More than that, though, if you find somebody with whom you seem to “click.” or if somebody's company seems like a good fit for your own, or for no specific reason whatsoever, send them an email after the conference. I collect dozens of cards thrust on me by people during the conference, and by a week later, I have no idea how the name on the card relates to people I remember meeting. I remember emails much more clearly.

10. Job-Seeking? Practice the Pitch

Attendees often come to a conference seeking, either officially or unofficially, a new job. Perhaps the desire to move is just an itch, perhaps the company is about to go through a round of layoffs, or maybe your boss is just that big of a jerk. Whatever the reason or cause, it's not uncommon to come with that “Wow, are you guys hiring?” line ready.

If that's your goal, come prepared. Be ready to talk about what you've done, and what you want to do. Go to sessions on those technologies and strike up random conversations with anybody you find.
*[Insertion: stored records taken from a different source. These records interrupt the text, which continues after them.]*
#![forbid(unsafe_code)]

//! Cody agent: a JSON-RPC server that lets an out-of-process client drive the
//! Cody recipe engine, and proxies the engine's editor and intent queries
//! back to that client.
//!
//! The [`rpc`] layer is symmetric and is used by both the agent
//! ([`agent::serve_connection`]) and the headless client
//! ([`client::ClientSession`]).

pub mod agent;
pub mod chat;
pub mod client;
pub mod config;
pub mod editor;
pub mod errors;
pub mod intent;
pub mod protocol;
pub mod recipes;
pub mod rpc;

pub use config::AgentConfig;
pub use errors::{AppError, Result};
Wander the vendor floor and see which companies are working in your area of expertise. Be free with your business cards (you did remember to bring your business cards with you at all times, right?) and make sure to get other peoples' cards too.

Summary

None of this guarantees success, nor does the absence of these things guarantee failure. It's entirely possible to succeed doing none of these, and it's entirely possible to feel like the week was a complete failure even when doing them all. But if you want the boss to think about sending you to a conference next year, you need to be able to present demonstrable value (and by that, we mean “value to the company”) from sending you. If you come back having met goals, having made connections, and having discovered resources, the boss is far more likely to be ready to send you again next year.

And next year, you can buy me that shot.